When I lived in Chicago, I could buy freshly made tortillas (hot off the press, literally) right down the street from where I lived (although, most likely from GMO corn, blah). But here in Philadelphia it’s another story; all I’ve encountered so far are mass-produced tortillas, which have a taste and texture similar to cardboard.
Homemade tortillas are straightforward to make. All you need is masa harina (which translates into ‘dough flour’) and water. Masa harina is a special type of corn flour. And because I’m a (food) science nerd, here’s a little background on how masa harina is made. Field corn (maize) is treated with lime (more specifically, slaked lime [aka calcium hydroxide]) through a process called nixtamalization (an ingenious process that was developed by the Aztecs thousands of years ago). Lime, which is highly alkaline, helps to break down the corn’s tough plant cell wall (hemicellulose) and soften the corn. This process allows the masa harina to form a dough when you add water — unlike plain old corn meal.
If you are feeling very ambitious, you can make your own fresh masa from scratch. According to Serious Eats, all you need are hominy corn and pickling lime (calcium hydroxide), a big pot for simmering, and a food processor for grinding. Definitely need to try this at some point. In the meantime, I have two bags of dried masa harina from Gold Mine Natural Foods (1 lb bag of organic blue corn masa and 1 lb bag of organic white corn masa), which happen to make very good tortillas.

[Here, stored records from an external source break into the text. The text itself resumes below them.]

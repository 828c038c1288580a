//! Application services: use-case orchestration.
//!
//! Each service module implements a single use-case by composing domain logic
//! with port trait calls. Services import only from `crate::domain` and
//! `crate::application::ports`, never from `crate::infra`, `crate::commands`,
//! or `crate::output`.

pub mod discovery;
pub mod dispatch;
pub mod settings_service;
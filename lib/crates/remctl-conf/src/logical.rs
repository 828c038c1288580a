//! Physical-to-logical line unfolding.
//!
//! remctl configuration files allow full-line `#` comments and backslash
//! continuation. [`unfold`] applies both rules to the contents of one file.

use serde::Serialize;

/// One configuration statement after continuation lines have been joined.
#[derive(Debug, Clone, PartialEq, Eq, Serialize)]
pub struct ConfigLine {
    /// Joined statement text.
    pub text: String,
    /// 1-based physical line number where the statement starts.
    pub line: usize,
}

/// Returns `true` when the first non-whitespace character is `#`.
///
/// Comments are only recognised at the start of a line; `#` anywhere else is
/// ordinary text.
#[must_use]
pub fn is_comment(physical: &str) -> bool {
    physical.trim_start().starts_with('#')
}

/// Unfold the contents of one configuration file into logical lines.
///
/// - comment lines are dropped, including those between continuation lines
/// - a line ending in `\` is stripped of the backslash and surrounding
///   whitespace and joined to the next with a single space
/// - a line without a pending continuation is emitted unchanged
/// - an unterminated continuation at end of input is still emitted
#[must_use]
pub fn unfold(contents: &str) -> Vec<ConfigLine> {
    let mut lines = Vec::new();
    let mut pending = String::new();
    let mut pending_start = 0;

    for (idx, physical) in contents.lines().enumerate() {
        let number = idx + 1;
        if is_comment(physical) {
            continue;
        }

        if let Some(body) = physical.trim_end().strip_suffix('\\') {
            if pending.is_empty() {
                pending_start = number;
            }
            append_part(&mut pending, body.trim());
            continue;
        }

        if pending.is_empty() {
            lines.push(ConfigLine {
                text: physical.to_string(),
                line: number,
            });
        } else {
            append_part(&mut pending, physical.trim());
            lines.push(ConfigLine {
                text: std::mem::take(&mut pending),
                line: pending_start,
            });
        }
    }

    if !pending.is_empty() {
        lines.push(ConfigLine {
            text: pending,
            line: pending_start,
        });
    }

    lines
}

fn append_part(buffer: &mut String, part: &str) {
    if part.is_empty() {
        return;
    }
    if !buffer.is_empty() {
        buffer.push(' ');
    }
    buffer.push_str(part);
}
//! Domain layer: pure types, validation, and settings resolution.
//!
//! This module has zero imports from `crate::infra`, `crate::commands`,
//! `crate::application`, `tokio`, `std::fs`, `std::process`, or `std::net`.
//! All functions are synchronous and take data in, returning data out.

pub mod error;
pub mod help;
pub mod settings;

pub use error::{DiscoveryError, RunError, SettingsError};
pub use help::{HelpCapture, HelpWarning};
pub use settings::{DEFAULT_CONFIG_DIR, DisplayMode, Settings, SettingsFile, SettingsOverrides};
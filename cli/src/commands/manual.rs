//! `--manual`: print the embedded manual.

/// Manual text compiled into the binary.
pub const MANUAL: &str = include_str!("../../assets/manual.txt");

/// Print the manual to stdout.
pub fn run() {
    print!("{MANUAL}");
}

So, what else do you need to make tortillas? A (cast-iron) tortilla press definitely comes in handy, though is not essential. In the name of resourcefulness, you could press the tortilla between two plates, pie pans, or even a pair of books.
Now all we need to do is make some tacos utilizing our fresh tortillas. What’s your favorite taco filling?
I’ve got a delicious vegetarian taco in mind (check back in a day or two for details).
The white tortillas are just plain white corn masa harina; the blues ones are blue corn masa harina; as for the burnt orange ones, I added some smoked paprika for coloring and smokiness (of note, the paprika dried out the dough a bit, so you’ll have to compensate by adding more water).
Homemade Corn Tortillas
makes about 20 tortillas (you could easily cut the recipe in half)
2 cups dry masa harina (used organic Gold Mine white and blue masa)
about 1 1/2 cups hot tap water
For the dough: Place the masa harina in a large bowl. Make a well in the middle. Add the water, little by little, kneading with your hands until all the masa is incorporated and you have a soft ball. Kneed another 2-3 minutes. Form into a ball and cover the masa with plastic wrap. Let it rest 20 minutes at room temperature; this allows the masa to fully absorb the water. At this point, if the masa is too dry, you can add a little more water. If too wet and sticky, add a bit more masa. The dough should have a soft, playdough-like consistency, not too stiff, but not too sticky.
Pressing the tortillas: Cut two squares of plastic slightly larger than the size of your tortilla press (from a large zip-lock bag). Line the bottom of the tortilla press with one square of plastic. Break off a piece of dough and form it into a ball, about the size of a golf-ball (make sure to keep the rest of the dough covered to prevent it from drying out). Lay the piece of dough on the plastic in the center of the tortilla press. Lay the second piece of plastic on top of the dough. Close the press and gently squeeze to form the tortilla, about 1/8″ thick and 4″ in diameter. Open the press, remove the top plastic. Gently flip the tortilla over on to your other hand, and carefully peel the other piece of plastic off the tortilla.
Cooking the tortillas: Heat a large griddle or cast-iron skillet over medium heat. When the griddle/skillet is hot, gently lay the tortilla in the warm skillet. After about 30 seconds, the edges of the tortilla will dry slightly and the tortilla will release from the skillet. With a metal spatula, flip the tortilla and cook another 15 to 30 seconds. Flip once more and cook another 15 to 30 seconds. The tortilla should puff in places (a gentle press with a metal spatula encourages puffing). Place the tortilla onto a clean kitchen towel and cover to keep warm.
Repeat: Press and cook remaining tortillas. Stack each baked tortilla on the previous one. Keep tortillas well-wrapped in the towel to keep them warm.
Reheating tortillas: I like to reheat my tortillas on the open flame of a gas stove. Place a tortilla directly over the flame and cook for 15 to 30 seconds. Flip and cook another 15 to 30 seconds until warmed through (I like a little char around the edges).